Daniel Carosone <[EMAIL PROTECTED]> writes:
> On Wed, Apr 12, 2006 at 11:24:55PM +0200, Wim Oudshoorn wrote:
> look for it in "list known" or "auto get_manifest_of".
A - "list known" is very slow
B - "auto get_manifest_of" is very slow
C - both require some post processing to figure out if
the file is in the list.
To clarify point C.
Suppose I have an absolute path
/Users/woudshoo/.elisp/e-monotone/TODO
Now for the solutions above, just like the use of automate inventory.
I have to go to the directory
/Users/woudshoo/.elisp/e-monotone/
now run one of the commands above, which will return one of the following
TODO
or
e-monotone/TODO
or
.elisp/e-monotone/TODO
etc.
depending on where the MT directory is.

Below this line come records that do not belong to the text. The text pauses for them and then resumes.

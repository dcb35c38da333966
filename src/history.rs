// Rolling daily delay history, persisted as one JSON array in a blob store.
//
// One record per calendar day, last write wins. Records older than the
// retention window are dropped whenever a new record is merged in.

use chrono::{DateTime, Local, TimeDelta, Utc};
use chrono_tz::Tz;
use tracing::{debug, info, warn};

use crate::models::{DailyDelayRecord, DelayStats};
use crate::store::{BlobStore, StoreError};

pub const DEFAULT_STORAGE_KEY: &str = "transport-delay-history";
pub const DEFAULT_RETENTION_DAYS: u32 = 7;

/// Which clock decides where one calendar day ends and the next begins.
#[derive(Debug, Clone, Copy, PartialEq, Default)]
pub enum Calendar {
    #[default]
    Local,
    Zone(Tz),
}

impl Calendar {
    /// `YYYY-MM-DD` of `instant` in this calendar.
    pub fn date_of(&self, instant: DateTime<Utc>) -> String {
        match self {
            Calendar::Local => instant.with_timezone(&Local).format("%Y-%m-%d").to_string(),
            Calendar::Zone(tz) => instant.with_timezone(tz).format("%Y-%m-%d").to_string(),
        }
    }
}

#[derive(Debug, Clone)]
pub struct HistorySettings {
    pub storage_key: String,
    pub retention_days: u32,
    pub calendar: Calendar,
}

impl Default for HistorySettings {
    fn default() -> Self {
        Self {
            storage_key: DEFAULT_STORAGE_KEY.to_string(),
            retention_days: DEFAULT_RETENTION_DAYS,
            calendar: Calendar::Local,
        }
    }
}

/// Owns the in-memory history and is the only writer of its store key.
pub struct HistoryTracker {
    store: Box<dyn BlobStore>,
    settings: HistorySettings,
    records: Vec<DailyDelayRecord>,
}

impl HistoryTracker {
    /// Build a tracker and load whatever history the store already holds.
    pub fn new(store: Box<dyn BlobStore>, settings: HistorySettings) -> Self {
        let records = Self::load(store.as_ref(), &settings.storage_key);
        info!(
            records = records.len(),
            retention_days = settings.retention_days,
            "delay history loaded"
        );
        Self { store, settings, records }
    }

    /// Read the stored history. Missing, unreadable or corrupt history all
    /// come back as an empty list.
    pub fn load(store: &dyn BlobStore, key: &str) -> Vec<DailyDelayRecord> {
        let contents = match store.get(key) {
            Ok(Some(contents)) => contents,
            Ok(None) => {
                debug!(key, "no stored delay history");
                return Vec::new();
            }
            Err(e) => {
                warn!(key, error = %e, "failed to read delay history, starting empty");
                return Vec::new();
            }
        };

        match serde_json::from_str::<Vec<DailyDelayRecord>>(&contents) {
            Ok(records) => records,
            Err(e) => {
                warn!(key, error = %e, "stored delay history is corrupt, starting empty");
                Vec::new()
            }
        }
    }

    /// Fold `stats` into `current` as today's record.
    ///
    /// Keeps every record newer than `now - retention_days` that is not for
    /// today, then appends a fresh record for today stamped with `now`.
    pub fn merge(
        current: &[DailyDelayRecord],
        stats: &DelayStats,
        now: DateTime<Utc>,
        settings: &HistorySettings,
    ) -> Vec<DailyDelayRecord> {
        let today = settings.calendar.date_of(now);
        // A window reaching past the representable range keeps everything
        let cutoff = TimeDelta::try_days(i64::from(settings.retention_days))
            .and_then(|window| now.checked_sub_signed(window))
            .map_or(i64::MIN, |cutoff| cutoff.timestamp_millis());

        let mut merged: Vec<DailyDelayRecord> = current
            .iter()
            .filter(|record| record.timestamp > cutoff && record.date != today)
            .cloned()
            .collect();

        merged.push(DailyDelayRecord::from_stats(today, stats, now.timestamp_millis()));
        merged
    }

    /// Write the full history. Failures are logged and swallowed.
    pub fn persist(&self, records: &[DailyDelayRecord]) {
        let key = &self.settings.storage_key;
        let result = serde_json::to_string(records)
            .map_err(StoreError::from)
            .and_then(|json| self.store.set(key, &json));

        match result {
            Ok(()) => debug!(key, records = records.len(), "delay history saved"),
            Err(e) => warn!(key, error = %e, "failed to save delay history"),
        }
    }

    /// Merge a fresh set of stats, persist the result and adopt it in memory.
    pub fn record(&mut self, stats: &DelayStats, now: DateTime<Utc>) -> &[DailyDelayRecord] {
        let updated = Self::merge(&self.records, stats, now, &self.settings);
        self.persist(&updated);
        self.records = updated;
        &self.records
    }

    pub fn records(&self) -> &[DailyDelayRecord] {
        &self.records
    }

    /// Records ordered oldest day first.
    pub fn sorted_by_date(&self) -> Vec<DailyDelayRecord> {
        sort_by_date(&self.records)
    }

}

/// `YYYY-MM-DD` strings sort chronologically as plain text.
pub fn sort_by_date(records: &[DailyDelayRecord]) -> Vec<DailyDelayRecord> {
    let mut sorted = records.to_vec();
    sorted.sort_by(|a, b| a.date.cmp(&b.date));
    sorted
}

pub fn record_for<'a>(records: &'a [DailyDelayRecord], date: &str) -> Option<&'a DailyDelayRecord> {
    records.iter().find(|record| record.date == date)
}

/// Largest daily total, never below 1 so it can be used as a divisor.
pub fn max_total_delay(records: &[DailyDelayRecord]) -> u32 {
    records
        .iter()
        .map(|record| record.total_delay_minutes)
        .max()
        .unwrap_or(0)
        .max(1)
}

Now I need
to figure out where the MT directory is to do a correct comparision
of the file names.
It is doable, but a hassle and slow.
> that 0.26 is out. For tool-writers, you should be looking for
> something in the automate interface to accomplish your needs (and
> raising issues if that interface doesn't meet your needs).
Yes something in the automate interface would be nice.
But at the moment I can't find anything.
I would like that there is a command that
gives me the state of an individual file.
Including, known/unknown/ignored/...
And it should accept absolute path names.
>> monotone: misuse: absolute path '/Users/woudshoo/.elisp/e-monotone/TODO'
>> is invalid
>>
>> Huh??? wat is wrong with my absolute path?
>
> Probably, it reaches back above the workspace.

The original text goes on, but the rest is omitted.